You're surely familiar with Keurig and its K-cup single-serving coffee (or tea, cocoa and other hot-drink) pods; in the past year, the company has also announced intentions to branch out into the single-serving soup and at-home soda fountain markets.
When the first generation of Keurig single-serving machines went on the market, Keurig made money two ways: first by selling the machines, then by selling the coffee and other beverage pods for them.
But Keurig's patent on single-serving pods expired in 2012, and by 2013, off-brand or refillable K-cup-style coffee pods had exploded all over the market – and sales of Keurig-branded pods plummeted.

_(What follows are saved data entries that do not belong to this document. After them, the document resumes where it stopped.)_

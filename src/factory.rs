//! Factory dispatch for polymorphic fields.
//!
//! A field tagged `factory=<name>` is not assigned structurally: the walker
//! hands the raw value and the field to the registered function, which picks
//! concrete variants and walks them itself. Factories receive the field as a
//! `&mut dyn Node` and recover its concrete type with [`downcast`].

use std::collections::{BTreeMap, HashMap};

use serde_json::Value;
use tracing::trace;

use crate::actions;
use crate::error::RigfileError;
use crate::schema::Node;
use crate::types::{Environment, Sandbox};
use crate::walker::{Walker, mismatch};

pub type FactoryFn = fn(&mut Walker<'_>, &Value, &mut dyn Node) -> Result<(), RigfileError>;

/// Name → factory registry.
#[derive(Clone)]
pub struct Factories {
    funcs: HashMap<String, FactoryFn>,
}

impl Default for Factories {
    /// The built-in factories: `actions`, `action`, `sandboxes`, `environments`.
    fn default() -> Self {
        let mut factories = Self::empty();
        factories.register("actions", actions::create_actions);
        factories.register("action", actions::create_action);
        factories.register("sandboxes", create_sandboxes);
        factories.register("environments", create_environments);
        factories
    }
}

impl Factories {
    pub fn empty() -> Self {
        Self {
            funcs: HashMap::new(),
        }
    }

    /// Register `func` under `name`, returning the factory it replaced.
    pub fn register(&mut self, name: &str, func: FactoryFn) -> Option<FactoryFn> {
        self.funcs.insert(name.to_string(), func)
    }

    pub fn get(&self, name: &str) -> Option<FactoryFn> {
        self.funcs.get(name).copied()
    }
}

impl std::fmt::Debug for Factories {
    fn fmt(&self, f: &mut std::fmt::Formatter<'_>) -> std::fmt::Result {
        let mut names: Vec<&str> = self.funcs.keys().map(String::as_str).collect();
        names.sort_unstable();
        f.debug_struct("Factories").field("names", &names).finish()
    }
}

/// Recover the concrete type of a factory-managed field.
pub fn downcast<'t, T: 'static>(
    target: &'t mut dyn Node,
    factory: &str,
) -> Result<&'t mut T, RigfileError> {
    let found = target.type_name();
    target
        .as_any_mut()
        .downcast_mut::<T>()
        .ok_or_else(|| RigfileError::FactoryTarget {
            factory: factory.to_string(),
            expected: std::any::type_name::<T>(),
            found,
        })
}

fn create_sandboxes(
    w: &mut Walker<'_>,
    data: &Value,
    target: &mut dyn Node,
) -> Result<(), RigfileError> {
    create_by_kind(
        w,
        data,
        target,
        "sandboxes",
        Sandbox::from_kind,
        RigfileError::UnknownSandboxType,
    )
}

fn create_environments(
    w: &mut Walker<'_>,
    data: &Value,
    target: &mut dyn Node,
) -> Result<(), RigfileError> {
    create_by_kind(
        w,
        data,
        target,
        "environments",
        Environment::from_kind,
        RigfileError::UnknownEnvironmentType,
    )
}

/// Populate a map whose keys name the variant of each value.
fn create_by_kind<T: Node>(
    w: &mut Walker<'_>,
    data: &Value,
    target: &mut dyn Node,
    factory: &str,
    from_kind: fn(&str) -> Option<T>,
    unknown: fn(String) -> RigfileError,
) -> Result<(), RigfileError> {
    let entries = data.as_object().ok_or_else(|| mismatch("map", data))?;
    let map: &mut BTreeMap<String, T> = downcast(target, factory)?;
    map.clear();
    w.location_mut().start_object();
    for (kind, value) in entries {
        w.location_mut().set_field(kind);
        trace!(factory, kind = kind.as_str(), "creating variant");
        let mut item = from_kind(kind).ok_or_else(|| unknown(kind.clone()))?;
        w.assign(value, &mut item)?;
        map.insert(kind.clone(), item);
    }
    w.location_mut().end_object();
    Ok(())
}

#[cfg(test)]
mod tests {
    use super::*;
    use crate::fixtures::test::memory_fs;
    use crate::loader::FsLoader;
    use crate::types::Config;
    use serde_json::json;
    use std::path::Path;

    fn parse(data: Value) -> Result<Config, RigfileError> {
        let fs = memory_fs(&[("/rig/kube/config", "")]);
        let loader = FsLoader::new(&fs);
        let factories = Factories::default();
        let mut config = Config::default();
        Walker::new(&loader, &fs, &factories).parse_config(
            &data,
            &mut config,
            Path::new("/rig/main.yaml"),
        )?;
        Ok(config)
    }

    #[test]
    fn builtins_registered() {
        let factories = Factories::default();
        for name in ["actions", "action", "sandboxes", "environments"] {
            assert!(factories.get(name).is_some(), "{name}");
        }
        assert!(Factories::empty().get("actions").is_none());
    }

    #[test]
    fn sandboxes_keyed_by_kind() {
        let config = parse(json!({
            "sandboxes": {
                "local": {"dirs": {"run": "/run"}},
                "docker": {"image": {"name": "php"}, "network_name": "rig", "available": false},
                "kubernetes": {"auth": {"kubeconfig": "kube/config"}}
            }
        }))
        .unwrap();
        let Sandbox::Docker(docker) = &config.sandboxes["docker"] else {
            panic!("expected docker sandbox");
        };
        assert_eq!(docker.network_name, "rig");
        assert_eq!(docker.container.image.name, "php");
        assert_eq!(docker.container.image.tag, "latest");
        assert!(!docker.container.local.common.available);

        let Sandbox::Kubernetes(kube) = &config.sandboxes["kubernetes"] else {
            panic!("expected kubernetes sandbox");
        };
        assert_eq!(kube.auth.kubeconfig, "/rig/kube/config");
        assert_eq!(kube.namespace, "default");
        assert!(config.sandboxes["local"].common().available);
    }

    #[test]
    fn unknown_sandbox_kind() {
        let err = parse(json!({"sandboxes": {"podman": {}}})).unwrap_err();
        assert!(matches!(err.root(), RigfileError::UnknownSandboxType(k) if k == "podman"));
        let RigfileError::Located { location, .. } = &err else {
            panic!("expected located error");
        };
        assert_eq!(location, "sandboxes.podman");
    }

    #[test]
    fn environments_keyed_by_kind() {
        let config = parse(json!({
            "spec": {"instances": [{
                "environments": {
                    "docker": {"ports": {"start": 40000}},
                    "vm": {}
                }
            }]}
        }))
        .unwrap_err();
        assert!(matches!(config.root(), RigfileError::UnknownEnvironmentType(k) if k == "vm"));

        let config = parse(json!({
            "spec": {"instances": [{
                "environments": {"docker": {"ports": {"start": 40000}}}
            }]}
        }))
        .unwrap();
        let Environment::Docker(docker) = &config.spec.instances[0].environments["docker"] else {
            panic!("expected docker environment");
        };
        assert_eq!(docker.name_prefix, "test");
        assert_eq!(docker.container.local.common.ports.start, 40000);
        assert_eq!(docker.container.local.common.ports.end, 31000);
    }

    #[test]
    fn missing_factory() {
        use crate::fixtures::test::Unregistered;
        let fs = crate::loader::MemoryFs::new();
        let loader = FsLoader::new(&fs);
        let factories = Factories::default();
        let mut target = Unregistered::default();
        let err = Walker::new(&loader, &fs, &factories)
            .parse_config(&json!({"items": []}), &mut target, Path::new("x.yaml"))
            .unwrap_err();
        assert!(matches!(err.root(), RigfileError::FactoryNotFound(n) if n == "nowhere"));
    }

    #[test]
    fn downcast_wrong_type() {
        let mut value = 3i32;
        let err = downcast::<String>(&mut value, "sandboxes").unwrap_err();
        assert!(matches!(err, RigfileError::FactoryTarget { found: "i32", .. }));
    }
}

Last March, the Keurig company announced that it would start producing a new generation of Keurig single-serving coffee machines, installing what TechDirt called “the java-bean equivalent of DRM” (digital rights management), in order to ensure that only official Keurig-branded K-cups may be used in the next generation of Keurig coffee makers.
"Off-brand" pods
What does that even mean? Forget coffeemakers for a moment, and imagine this analogy with a different appliance: a typical kitchen stove will heat any type of food you place on its burners. But suppose one manufacturer designed a stove that could only cook one brand of food; if you tried using that stove to heat up a can of store-brand vegetables or boil some off-brand pasta, you wouldn't even be able to turn the stove on.
That's how Keurig 2.0 machines were supposed to work. Indeed, if you try putting an off-brand or older-version K-cup into a new Keurig machine, the screen will show you the following message: “Oops! This pack wasn't designed for this brewer. Please try one of the hundreds of packs with the Keurig® logo.”
But it didn't take long for rival coffeemakers, as well as everyday owners of Keurig 2.0 machines, to discover various ways around the new machines' restrictions.
Keurig released its 2.0 beverage makers on the market last June. By August, two competing coffee companies, Mother Parkers and TreeHouse Foods, had already figured out how to produce lower-cost pods compatible with Keurig 2.0 machines.
Infrared scanners
It's quite simple, really: Keurig equipped its 2.0 machines with special infrared scanners, to ensure that instead of working with any properly sized pod or K-cup, as was the case with first-generation Keurig machines, the new machines also required pods printed with special ink reflecting certain infrared wavelengths for the scanners to detect. As various rival coffeemakers soon discovered, producing ink capable of reflecting that particular infrared wavelength is very easy.
And other workarounds are easier still. In December, we saw an anonymous YouTube video demonstrating how very simple it is to use an ordinary piece of household sticky-tape to wedge an officially branded Keurig 2.0 label in front of the infrared scanner, to use unbranded pods in the machine.
However, this hack still requires you to somehow get hold of an officially branded 2.0-compatible pod. If you don't want to buy any genuine 2.0 pods, Gourmet-Coffee.com claims to offer a free workaround: a “Freedom Clip” to insert into a 2.0 machine, and so that “it will see all k-cup type pods as 'Authorized K-Cups®',” according to Gourmet-Coffee's website.
Of course, the easiest way to get around Keurig's infrared DRM restrictions is to not bother buying a Keurig 2.0 machine at all. You might even go back to nature, so to speak, and forget about the prepackaged pods. There are plenty of other ways to make a single cup of coffee.
As if on cue, while this story was being prepared, the two-year-old Keurig in the ConsumerAffairs dungeon bit the dust, having apparently had it with us. We rushed to Amazon and ordered a Bella single-cup coffeemaker for $18 and we are today eagerly awaiting its arrival. We'll let you know how it works.